### [Activity]
Whenever "impl" appears in a line, please copy that line from the data.

*** Opening of Available records ***

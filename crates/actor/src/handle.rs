use std::sync::Arc;

use tokio::sync::oneshot;
use tracing::Instrument;

use crate::mailbox::{self, Mailbox};
use crate::{CallError, MailboxClosed, Message};

/// Handle to an actor.
///
/// Handles are cheap to clone. The actor keeps running until every
/// handle to it (including clones captured by in-flight tasks) has
/// been dropped.
pub struct Actor<S> {
    mailbox: Arc<Mailbox<S>>,
}

impl<S: Send + 'static> Actor<S> {
    /// Spawns a new actor with the specified state and an optional
    /// label for tracing.
    pub fn spawn(state: S, label: Option<&str>) -> Self {
        let (mailbox, msg_rx) = Mailbox::new();
        tokio::spawn(
            mailbox::run(Arc::downgrade(&mailbox), state, msg_rx)
                .instrument(trace_span!("actor", label = label)),
        );
        Self { mailbox }
    }

    #[inline]
    pub(crate) fn from_mailbox(mailbox: Arc<Mailbox<S>>) -> Self {
        Self { mailbox }
    }

    /// Sends a message to the actor without waiting for it to be
    /// handled.
    #[inline]
    pub fn send<M: Message<S>>(&self, msg: M) -> Result<(), MailboxClosed> {
        self.mailbox.send(Box::new(msg))
    }

    /// Sends a message built around a reply channel and waits for the
    /// reply.
    ///
    /// The closure receives the sender half of the channel and must
    /// embed it into the message it returns. The handler may answer
    /// immediately or hand the sender off to a later message; either
    /// way this method resolves when the reply arrives.
    pub async fn call<R, M, F>(&self, make_msg: F) -> Result<R, CallError>
    where
        M: Message<S>,
        F: FnOnce(oneshot::Sender<R>) -> M,
    {
        let (reply_tx, reply_rx) = oneshot::channel();
        self.send(make_msg(reply_tx))
            .map_err(|_| CallError::Closed)?;
        reply_rx.await.map_err(|_| CallError::DroppedReply)
    }
}

impl<S> Clone for Actor<S> {
    #[inline]
    fn clone(&self) -> Self {
        Self {
            mailbox: Arc::clone(&self.mailbox),
        }
    }
}
//! The conversational session actor.

mod builder;
mod state;

use std::error::Error;
use std::fmt::{self, Display, Formatter};

use serde::Serialize;
use serde_json::Value;
use sidekick_actor::{Actor, CallError};
use sidekick_transport::{NodeError, SchemaSummary, TransportError};

use crate::timeline::Message;
pub use builder::SessionBuilder;
use state::{
    ChunkArrived, QuerySnapshot, SelectSuggestion, SessionState,
    StartConversation, StartDebugConversation, StartTurn,
};

/// How the assistant's reply chunks of a turn merge into the timeline.
#[derive(Clone, Copy, Debug, PartialEq, Eq)]
pub enum TurnKind {
    /// Free-text reply: chunks accumulate into one open assistant
    /// message.
    Text,
    /// Component reply: every chunk is a complete structured payload
    /// that replaces the previous one. The closing payload may carry
    /// follow-up suggestions.
    Structured,
}

/// Opaque identity of the user driving the session.
#[derive(Clone, Debug, PartialEq, Eq, Hash)]
pub struct UserId(String);

impl UserId {
    /// Creates a user id from its string form.
    #[inline]
    pub fn new<S: Into<String>>(id: S) -> Self {
        Self(id.into())
    }

    /// Returns the string form of this id.
    #[inline]
    pub fn as_str(&self) -> &str {
        &self.0
    }
}

/// Identifies one conversation hosted by a session.
///
/// A fresh id is assigned every time a conversation starts. Inbound
/// chunks are tagged with the id their stream was opened under, and
/// tags that no longer match are silently dropped, which is what makes
/// restarting a conversation under an in-flight turn safe.
#[derive(Clone, Debug, PartialEq, Eq, Hash, Serialize)]
pub struct SessionId(String);

impl SessionId {
    /// Returns the string form of this id.
    #[inline]
    pub fn as_str(&self) -> &str {
        &self.0
    }

    pub(crate) fn for_conversation(user: &UserId, seq: u64) -> Self {
        Self(format!("{}:{seq}", user.as_str()))
    }

    /// Error-debugging conversations derive their id from the user
    /// identity and the error timestamp, so reporting the same error
    /// twice resumes under the same id.
    pub(crate) fn for_error(user: &UserId, timestamp: i64) -> Self {
        Self(format!("{}-{timestamp}", user.as_str()))
    }
}

impl Display for SessionId {
    fn fmt(&self, f: &mut Formatter<'_>) -> fmt::Result {
        self.0.fmt(f)
    }
}

/// The error type for session operations.
#[derive(Debug)]
pub enum SessionError {
    /// A turn is already in flight. The session handles one turn at a
    /// time and never queues.
    TurnInProgress,
    /// A structured-turn chunk did not parse as a JSON object. The
    /// timeline is untouched and the turn stays open.
    MalformedPayload(serde_json::Error),
    /// The transport failed the turn. Whatever chunks were merged
    /// before the failure stay in the timeline.
    Transport(Box<dyn TransportError>),
    /// The awaited turn was abandoned by a conversation restart.
    TurnAbandoned,
    /// No suggestion set is awaiting selection, or the action index is
    /// out of range.
    NoPendingSuggestion,
    /// The session actor is gone.
    SessionClosed,
}

impl Display for SessionError {
    fn fmt(&self, f: &mut Formatter<'_>) -> fmt::Result {
        match self {
            SessionError::TurnInProgress => {
                "a turn is already in progress".fmt(f)
            }
            SessionError::MalformedPayload(err) => {
                write!(f, "malformed structured payload: {err}")
            }
            SessionError::Transport(err) => {
                write!(f, "transport failure: {err}")
            }
            SessionError::TurnAbandoned => {
                "the turn was abandoned by a conversation restart".fmt(f)
            }
            SessionError::NoPendingSuggestion => {
                "no follow-up suggestion is awaiting selection".fmt(f)
            }
            SessionError::SessionClosed => "the session is gone".fmt(f),
        }
    }
}

impl Error for SessionError {
    fn source(&self) -> Option<&(dyn Error + 'static)> {
        match self {
            SessionError::MalformedPayload(err) => Some(err),
            SessionError::Transport(err) => Some(err.as_ref()),
            _ => None,
        }
    }
}

/// A read-only view of the session, cloned out for rendering.
#[derive(Clone, Debug, Serialize)]
pub struct SessionSnapshot {
    /// Identifier of the current conversation.
    pub session_id: SessionId,
    /// Human label of the conversation, when one was established.
    pub title: Option<String>,
    /// Whether a turn is currently in flight.
    pub busy: bool,
    /// The messages, in display order.
    pub messages: Vec<Message>,
}

/// A conversational session: one message timeline, one conversation
/// identity and at most one turn in flight.
///
/// The session is hosted by an actor, so every operation goes through
/// its mailbox and chunks always fold in arrival order. Restarting the
/// conversation while a turn is in flight is safe: the old turn's
/// caller observes [`SessionError::TurnAbandoned`], and whatever its
/// stream still delivers is dropped by the stale-tag check.
///
/// Handles are cheap to clone and share the same actor.
#[derive(Clone)]
pub struct Session {
    handle: Actor<SessionState>,
}

impl Session {
    /// Starts a fresh conversation.
    ///
    /// The timeline resets (re-seeding the configured greeting), a new
    /// session id is assigned, pending suggestion prompts are dropped
    /// and an in-flight turn, if any, is abandoned.
    pub fn start_conversation(&self) -> Result<(), SessionError> {
        self.handle
            .send(StartConversation)
            .map_err(|_| SessionError::SessionClosed)
    }

    /// Starts an error-debugging conversation along with its opening
    /// turn, resolving when that turn closes.
    ///
    /// The session id derives from the user identity and the error
    /// timestamp, the error message becomes the conversation title and
    /// [`crate::UiSignal::Open`] is emitted. The opening turn is a
    /// structured turn carrying the stack-stripped error and the
    /// supplied workflow context; no user message is rendered for it.
    pub async fn start_debug_conversation(
        &self,
        error: NodeError,
        schemas: Vec<SchemaSummary>,
        nodes: Vec<String>,
        parameters: Value,
    ) -> Result<(), SessionError> {
        self.handle
            .call(|reply| StartDebugConversation {
                error,
                schemas,
                nodes,
                parameters,
                reply,
            })
            .await
            .map_err(turn_call_error)?
    }

    /// Starts one conversation turn from the user's message text,
    /// resolving when the turn closes.
    ///
    /// The user message is appended right away. While another turn is
    /// in flight this fails with [`SessionError::TurnInProgress`] and
    /// changes nothing.
    pub async fn start_turn<S: Into<String>>(
        &self,
        user_text: S,
        kind: TurnKind,
    ) -> Result<(), SessionError> {
        self.handle
            .call(|reply| StartTurn {
                user_text: user_text.into(),
                kind,
                reply,
            })
            .await
            .map_err(turn_call_error)?
    }

    /// Feeds one inbound chunk, tagged with the session id its stream
    /// was opened under.
    ///
    /// Stale tags and chunks arriving when no turn is open are dropped
    /// without an error. This is primarily a seam for transports that
    /// deliver out of band; turns driven by the session itself feed
    /// their chunks through the same path internally.
    pub async fn receive_chunk<S: Into<String>>(
        &self,
        session_id: &SessionId,
        chunk: S,
    ) -> Result<(), SessionError> {
        self.handle
            .call(|reply| ChunkArrived {
                session_id: session_id.clone(),
                turn: None,
                chunk: chunk.into(),
                reply: Some(reply),
            })
            .await
            .map_err(|_| SessionError::SessionClosed)?
    }

    /// Selects one of the follow-up actions currently offered.
    ///
    /// `index` addresses the `actions` list of the transient panel
    /// message. An apply action emits
    /// [`crate::UiSignal::ApplyCodeSnippet`] and resolves immediately;
    /// the ask-again action starts a new text turn from the action
    /// label and resolves when that turn closes.
    pub async fn select_suggestion(
        &self,
        index: usize,
    ) -> Result<(), SessionError> {
        self.handle
            .call(|reply| SelectSuggestion { index, reply })
            .await
            .map_err(turn_call_error)?
    }

    /// Returns a read-only snapshot of the session.
    pub async fn snapshot(&self) -> Result<SessionSnapshot, SessionError> {
        self.handle
            .call(|reply| QuerySnapshot { reply })
            .await
            .map_err(|_| SessionError::SessionClosed)
    }
}

impl Session {
    fn spawn_from_builder(builder: SessionBuilder) -> Self {
        let SessionBuilder {
            transport,
            user,
            greeting,
            on_signal,
        } = builder;

        let state = SessionState::new(transport, user, greeting, on_signal);
        Self {
            handle: Actor::spawn(state, Some("session")),
        }
    }
}

fn turn_call_error(err: CallError) -> SessionError {
    match err {
        CallError::Closed => SessionError::SessionClosed,
        // The handler dropped the reply without answering, which only
        // happens when a restart throws the pending turn away.
        CallError::DroppedReply => SessionError::TurnAbandoned,
    }
}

*** Close of Available records ***

### [Answer space]
impl<S: Send + 'static> Actor<S> {
impl<S> Clone for Actor<S> {
impl UserId {
impl SessionId {
impl Display for SessionId {
impl Display for SessionError {
impl Error for SessionError {
impl Session {
impl Session {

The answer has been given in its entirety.